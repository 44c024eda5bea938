//! Stratified k-fold cross-validation
//!
//! Folds are stratified by class so each fold keeps roughly the dataset's
//! class proportions, and the shuffle is seeded so repeated runs over the
//! same data produce the same folds.

use rand::seq::SliceRandom;
use rand::SeedableRng;
use rand_chacha::ChaCha8Rng;
use tracing::debug;

use crate::classifiers::Algorithm;
use crate::dataset::Dataset;
use crate::error::{ModelyardError, Result};
use crate::evaluation::{argmax, ConfusionMatrix};

/// Train/test row indices for one fold.
#[derive(Debug, Clone)]
pub struct CvSplit {
    pub train: Vec<usize>,
    pub test: Vec<usize>,
}

/// Assign each labeled row to one of `n_splits` folds, round-robin within
/// each class after a seeded shuffle.
pub fn stratified_k_fold(y: &[usize], n_splits: usize, seed: u64) -> Result<Vec<CvSplit>> {
    if n_splits < 2 {
        return Err(ModelyardError::Validation(format!(
            "cross-validation needs at least 2 folds, got {}",
            n_splits
        )));
    }
    if y.len() < n_splits {
        return Err(ModelyardError::Validation(format!(
            "cannot split {} rows into {} folds",
            y.len(),
            n_splits
        )));
    }

    let n_classes = y.iter().copied().max().map_or(0, |m| m + 1);
    let mut by_class: Vec<Vec<usize>> = vec![Vec::new(); n_classes];
    for (i, &label) in y.iter().enumerate() {
        by_class[label].push(i);
    }

    let mut rng = ChaCha8Rng::seed_from_u64(seed);
    let mut fold_of = vec![0usize; y.len()];
    for indices in &mut by_class {
        indices.shuffle(&mut rng);
        for (pos, &row) in indices.iter().enumerate() {
            fold_of[row] = pos % n_splits;
        }
    }

    let splits = (0..n_splits)
        .map(|fold| {
            let mut train = Vec::new();
            let mut test = Vec::new();
            for (row, &f) in fold_of.iter().enumerate() {
                if f == fold {
                    test.push(row);
                } else {
                    train.push(row);
                }
            }
            CvSplit { train, test }
        })
        .collect();
    Ok(splits)
}

/// Fit a fresh classifier per fold and pool actual/predicted pairs into a
/// single confusion matrix over all held-out rows.
pub fn cross_validate(
    algorithm: Algorithm,
    data: &Dataset,
    folds: usize,
    seed: u64,
) -> Result<ConfusionMatrix> {
    let labels = data.schema().class_labels()?;
    let class_index = data.schema().class_index();

    // Only rows with a class value participate.
    let mut rows = Vec::new();
    let mut y = Vec::new();
    for r in 0..data.n_rows() {
        let v = data.row(r)[class_index];
        if v.is_nan() {
            continue;
        }
        rows.push(r);
        y.push(v as usize);
    }

    let mut matrix = ConfusionMatrix::new(labels.to_vec());
    for (fold, split) in stratified_k_fold(&y, folds, seed)?.iter().enumerate() {
        if split.test.is_empty() || split.train.is_empty() {
            continue;
        }
        let train_rows: Vec<usize> = split.train.iter().map(|&i| rows[i]).collect();
        let train_data = data.subset(&train_rows);

        let mut model = algorithm.build();
        model.fit(&train_data)?;

        for &i in &split.test {
            let dist = model.predict_distribution(data.feature_row(rows[i]).view())?;
            let predicted = argmax(dist.as_slice().unwrap_or(&[]));
            matrix.record(y[i], predicted);
        }
        debug!(fold, tested = split.test.len(), "cross-validation fold done");
    }

    if matrix.total() == 0 {
        return Err(ModelyardError::Dataset(
            "cross-validation produced no predictions".to_string(),
        ));
    }
    Ok(matrix)
}

#[cfg(test)]
mod tests {
    use super::*;
    use crate::schema::{AttributeDescriptor, AttributeSchema};
    use ndarray::Array2;

    fn two_class_dataset(n: usize) -> Dataset {
        let schema = AttributeSchema::new(
            "toy",
            vec![
                AttributeDescriptor::numeric("x", 0),
                AttributeDescriptor::categorical("y", 1, vec!["neg".into(), "pos".into()]),
            ],
            None,
        )
        .unwrap();
        let rows = Array2::from_shape_fn((n, 2), |(r, c)| {
            let label = (r % 2) as f64;
            if c == 0 {
                label * 10.0 + (r as f64) * 0.01
            } else {
                label
            }
        });
        Dataset::new(schema, rows).unwrap()
    }

    #[test]
    fn test_folds_partition_rows() {
        let y: Vec<usize> = (0..20).map(|i| i % 2).collect();
        let splits = stratified_k_fold(&y, 5, 1).unwrap();
        assert_eq!(splits.len(), 5);
        let mut seen = vec![false; 20];
        for split in &splits {
            assert_eq!(split.train.len() + split.test.len(), 20);
            for &i in &split.test {
                assert!(!seen[i]);
                seen[i] = true;
            }
        }
        assert!(seen.iter().all(|&s| s));
    }

    #[test]
    fn test_stratification_balances_classes() {
        let y: Vec<usize> = (0..30).map(|i| i % 2).collect();
        for split in stratified_k_fold(&y, 5, 7).unwrap() {
            let pos = split.test.iter().filter(|&&i| y[i] == 1).count();
            assert_eq!(pos, split.test.len() - pos);
        }
    }

    #[test]
    fn test_seed_reproducibility() {
        let y: Vec<usize> = (0..24).map(|i| i % 3).collect();
        let a = stratified_k_fold(&y, 4, 42).unwrap();
        let b = stratified_k_fold(&y, 4, 42).unwrap();
        for (sa, sb) in a.iter().zip(&b) {
            assert_eq!(sa.test, sb.test);
        }
    }

    #[test]
    fn test_rejects_too_few_rows() {
        assert!(stratified_k_fold(&[0, 1], 5, 1).is_err());
        assert!(stratified_k_fold(&[0, 1, 0], 1, 1).is_err());
    }

    #[test]
    fn test_cross_validate_separable() {
        let data = two_class_dataset(20);
        let matrix = cross_validate(Algorithm::DecisionTree, &data, 5, 1).unwrap();
        assert_eq!(matrix.total(), 20);
        assert!(matrix.accuracy_pct() > 90.0);
    }
}
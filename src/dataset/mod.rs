//! Datasets: a schema plus row-major data
//!
//! Rows are stored as a dense `Array2<f64>`. Numeric slots hold the raw
//! value, categorical slots hold the 0-based index into the attribute's
//! domain, and missing slots hold NaN.

mod loader;

pub use loader::DatasetLoader;

use ndarray::{Array1, Array2, ArrayView1};

use crate::error::{ModelyardError, Result};
use crate::schema::{AttributeKind, AttributeSchema};

/// A labeled tabular dataset conforming to an [`AttributeSchema`].
#[derive(Debug, Clone)]
pub struct Dataset {
    schema: AttributeSchema,
    rows: Array2<f64>,
}

impl Dataset {
    pub fn new(schema: AttributeSchema, rows: Array2<f64>) -> Result<Self> {
        if rows.ncols() != schema.len() {
            return Err(ModelyardError::Dataset(format!(
                "row width {} does not match schema with {} attributes",
                rows.ncols(),
                schema.len()
            )));
        }
        if rows.nrows() == 0 {
            return Err(ModelyardError::Dataset(
                "dataset has no rows".to_string(),
            ));
        }
        Ok(Self { schema, rows })
    }

    pub fn schema(&self) -> &AttributeSchema {
        &self.schema
    }

    pub fn n_rows(&self) -> usize {
        self.rows.nrows()
    }

    pub fn n_attributes(&self) -> usize {
        self.schema.len()
    }

    pub fn row(&self, index: usize) -> ArrayView1<'_, f64> {
        self.rows.row(index)
    }

    /// Feature slots of one row, class column removed, schema order kept.
    pub fn feature_row(&self, index: usize) -> Array1<f64> {
        let class_index = self.schema.class_index();
        let row = self.rows.row(index);
        Array1::from_iter(
            row.iter()
                .enumerate()
                .filter(|(i, _)| *i != class_index)
                .map(|(_, &v)| v),
        )
    }

    /// Feature matrix and class indices for every row whose class value
    /// is present. Rows with a missing class are skipped, matching the
    /// usual treatment of unlabeled instances at training time.
    pub fn labeled(&self) -> Result<(Array2<f64>, Vec<usize>)> {
        let labels = self.schema.class_labels()?;
        let class_index = self.schema.class_index();
        let n_features = self.schema.n_features();

        let mut x = Vec::new();
        let mut y = Vec::new();
        for row in self.rows.rows() {
            let class_value = row[class_index];
            if class_value.is_nan() {
                continue;
            }
            let label = class_value as usize;
            if label >= labels.len() {
                return Err(ModelyardError::Dataset(format!(
                    "class value {} outside domain of size {}",
                    label,
                    labels.len()
                )));
            }
            y.push(label);
            x.extend(
                row.iter()
                    .enumerate()
                    .filter(|(i, _)| *i != class_index)
                    .map(|(_, &v)| v),
            );
        }

        if y.is_empty() {
            return Err(ModelyardError::Dataset(
                "dataset has no rows with a class value".to_string(),
            ));
        }

        let features = Array2::from_shape_vec((y.len(), n_features), x)
            .map_err(|e| ModelyardError::Dataset(e.to_string()))?;
        Ok((features, y))
    }

    /// New dataset containing only the given row indices (shared schema).
    pub fn subset(&self, indices: &[usize]) -> Dataset {
        let n_cols = self.rows.ncols();
        let rows = Array2::from_shape_fn((indices.len(), n_cols), |(r, c)| {
            self.rows[[indices[r], c]]
        });
        Dataset {
            schema: self.schema.clone(),
            rows,
        }
    }

    /// String form of one slot: the raw number for numeric attributes,
    /// the domain label for categorical ones, `None` when missing.
    pub fn display_value(&self, row: usize, col: usize) -> Option<String> {
        let v = self.rows[[row, col]];
        if v.is_nan() {
            return None;
        }
        match &self.schema.attributes()[col].kind {
            AttributeKind::Numeric => Some(format_numeric(v)),
            AttributeKind::Categorical { domain } => domain.get(v as usize).cloned(),
        }
    }

    /// Render as ARFF text, the self-describing training format.
    pub fn to_arff(&self) -> String {
        let mut out = String::new();
        out.push_str(&format!("@relation {}\n\n", self.schema.relation()));
        for attr in self.schema.attributes() {
            match &attr.kind {
                AttributeKind::Numeric => {
                    out.push_str(&format!("@attribute {} numeric\n", attr.name));
                }
                AttributeKind::Categorical { domain } => {
                    out.push_str(&format!(
                        "@attribute {} {{{}}}\n",
                        attr.name,
                        domain.join(",")
                    ));
                }
            }
        }
        out.push_str("\n@data\n");
        for r in 0..self.n_rows() {
            let cells: Vec<String> = (0..self.schema.len())
                .map(|c| self.display_value(r, c).unwrap_or_else(|| "?".to_string()))
                .collect();
            out.push_str(&cells.join(","));
            out.push('\n');
        }
        out
    }
}

fn format_numeric(v: f64) -> String {
    if v.fract() == 0.0 && v.abs() < 1e15 {
        format!("{}", v as i64)
    } else {
        format!("{}", v)
    }
}

#[cfg(test)]
mod tests {
    use super::*;
    use crate::schema::AttributeDescriptor;
    use ndarray::array;

    fn weather_dataset() -> Dataset {
        let schema = AttributeSchema::new(
            "weather",
            vec![
                AttributeDescriptor::numeric("temperature", 0),
                AttributeDescriptor::categorical(
                    "outlook",
                    1,
                    vec!["sunny".into(), "rainy".into()],
                ),
                AttributeDescriptor::categorical("play", 2, vec!["yes".into(), "no".into()]),
            ],
            None,
        )
        .unwrap();
        let rows = array![
            [25.0, 0.0, 0.0],
            [12.0, 1.0, 1.0],
            [f64::NAN, 0.0, 0.0],
            [18.0, 1.0, f64::NAN],
        ];
        Dataset::new(schema, rows).unwrap()
    }

    #[test]
    fn test_feature_row_drops_class() {
        let data = weather_dataset();
        let row = data.feature_row(0);
        assert_eq!(row.len(), 2);
        assert_eq!(row[0], 25.0);
    }

    #[test]
    fn test_labeled_skips_missing_class() {
        let data = weather_dataset();
        let (x, y) = data.labeled().unwrap();
        assert_eq!(x.nrows(), 3);
        assert_eq!(y, vec![0, 1, 0]);
    }

    #[test]
    fn test_subset() {
        let data = weather_dataset();
        let sub = data.subset(&[0, 2]);
        assert_eq!(sub.n_rows(), 2);
        assert!(sub.row(1)[0].is_nan());
    }

    #[test]
    fn test_arff_round_trip_text() {
        let data = weather_dataset();
        let arff = data.to_arff();
        assert!(arff.contains("@relation weather"));
        assert!(arff.contains("@attribute outlook {sunny,rainy}"));
        assert!(arff.contains("?,sunny,yes"));
    }
}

Assignment: Wherever "cells" occurs in the records above, copy the line it sits in.

Expected answer:
            let cells: Vec<String> = (0..self.schema.len())
            out.push_str(&cells.join(","));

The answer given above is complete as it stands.